A: The CASB & NG-SWG Operationalization Dashboards mentioned above are good options. If you want to focus more on the big picture (e.g. high-level security overview) for board reporting, we recommend starting with the Cloud Risk Assessment - QBR and CISO Dashboard in Netskope Library.
Q: We're currently a CASB only customer. What value would adding SWG offer?
A: Netskope NG-SWG helps you monitor and control user access to the web, protect against web-based threats, and enforce security policies. It filters and inspects web traffic to ensure it meets your organization's security requirements. A typical use case with NG-SWG in Advanced Analytics is managing web traffic through SSL Inspection Rate.
More details about Netskope NG-SWG can be found here. If you have any questions or want to enable NG-SWG, please reach out to your account team.
Q: How can I share my Advanced Analytics dashboard with someone else?
A: There are two ways to do this: (1) Download and schedule the dashboard so the recipient will get a pdf or csv export. Always test the output by yourself to be sure of what will be sent. (2) Use the “Share with Executives” feature to share a live version of the dashboard. Please note that drilling is disabled for “Share with Executive” views, which prevents unauthorized views of detailed data. Here are helpful resources on each topic: Scheduling & Share with Executives.
Q: How can I access device data, and what is the retention?
A: If you are interested in device data, please reach out to your account team. We will then enable the data for your environment and share with you the Device Client Overview Dashboard. More information about device data can be found here.
NAA is enforcing device data retention based on your SKU, just like all the other data collections.
Q: What is the difference between different status fields in device data?
A: For client status in device data, there will be three different fields: “Client Status,” “Current Client Status,” and “Historical Client Status.”

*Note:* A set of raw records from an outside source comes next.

// =============================================================================
// Financial Summary
// =============================================================================

#[derive(Debug, Clone, PartialEq, Eq, Serialize, Deserialize, TS)]
#[serde(rename_all = "camelCase")]
#[ts(export)]
pub struct FinancialSummary {
    pub total_revenue: Money,
    pub total_sales: Money,
    pub total_expenses: Money,
    pub total_purchases: Money,
    pub total_cogs: Money,
    pub gross_profit: Money,
    pub net_income: Money,
    pub inventory_value: Money,
    /// Revenue minus paid expenses and purchases; may be negative.
    pub cash: Money,
    pub total_assets: Money,
    pub total_liabilities: Money,
    pub equity: Money,
}

impl FinancialSummary {
    /// ## Formulas
    /// ```text
    /// revenue      = Σ paid Penjualan
    /// cogs         = Σ paid Penjualan items: qty × unit cost
    /// gross        = revenue − cogs
    /// net          = gross − paid expenses
    /// cash         = revenue − paid expenses − paid purchases
    /// assets       = max(0, cash) + inventory
    /// liabilities  = Σ unpaid purchases
    /// equity       = assets − liabilities
    /// ```
    pub fn compute(ledger: &Ledger<'_>, period: ReportPeriod, today: NaiveDate) -> Self {
        let paid_sales: Vec<&Transaction> = ledger
            .sales_in(period, today)
            .filter(|t| t.status.is_paid())
            .collect();

        let total_revenue: Money = paid_sales.iter().map(|t| t.amount).sum();
        let total_cogs: Money = paid_sales
            .iter()
            .flat_map(|t| t.items.iter())
            .map(|i| ledger.unit_cost(&i.product_id, i.cost).multiply_quantity(i.quantity))
            .sum();

        let total_purchases: Money = ledger
            .purchases_in(period, today)
            .filter(|p| p.status.is_paid())
            .map(|p| p.amount)
            .sum();
        let total_expenses: Money = ledger
            .expenses_in(period, today)
            .filter(|e| e.status.is_paid())
            .map(|e| e.amount)
            .sum();
        let total_liabilities: Money = ledger
            .purchases_in(period, today)
            .filter(|p| !p.status.is_paid())
            .map(|p| p.amount)
            .sum();

        let gross_profit = total_revenue - total_cogs;
        let net_income = gross_profit - total_expenses;
        let inventory_value = ledger.inventory_value();
        let cash = total_revenue - total_expenses - total_purchases;
        let total_assets = cash.non_negative() + inventory_value;

        FinancialSummary {
            total_revenue,
            total_sales: total_revenue,
            total_expenses,
            total_purchases,
            total_cogs,
            gross_profit,
            net_income,
            inventory_value,
            cash,
            total_assets,
            total_liabilities,
            equity: total_assets - total_liabilities,
        }
    }
}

“Client Status” shows the last updated Client status based on timestamp. It will change with the timestamp filter.
“Current Client Status” shows the current (real-time) Client status. It does not change with the timestamp filter.
“Historical Client Status” is the “change to” Client status. It is returned only when there is a change in Client status.
Q: What does the “null” Client status mean?
A: “Null” in Client status means the service is not active/activated for the device.
Q: How do we handle “false positives” on malware blocking?
A: If you sense that a particular malware alert is a false positive, please first lookup and get more details around the file hash value and see if other detection engines find the file as malicious. If there is no detection elsewhere, the best way is to raise a ticket with Netskope Technical Support for investigations on the file.
If the file is found to be clean and safe, the file hash will be whitelisted from Netskope’s backend. If it is impacting a larger audience, you can tentatively allowlist the file hash using a Custom Threat Protection profile.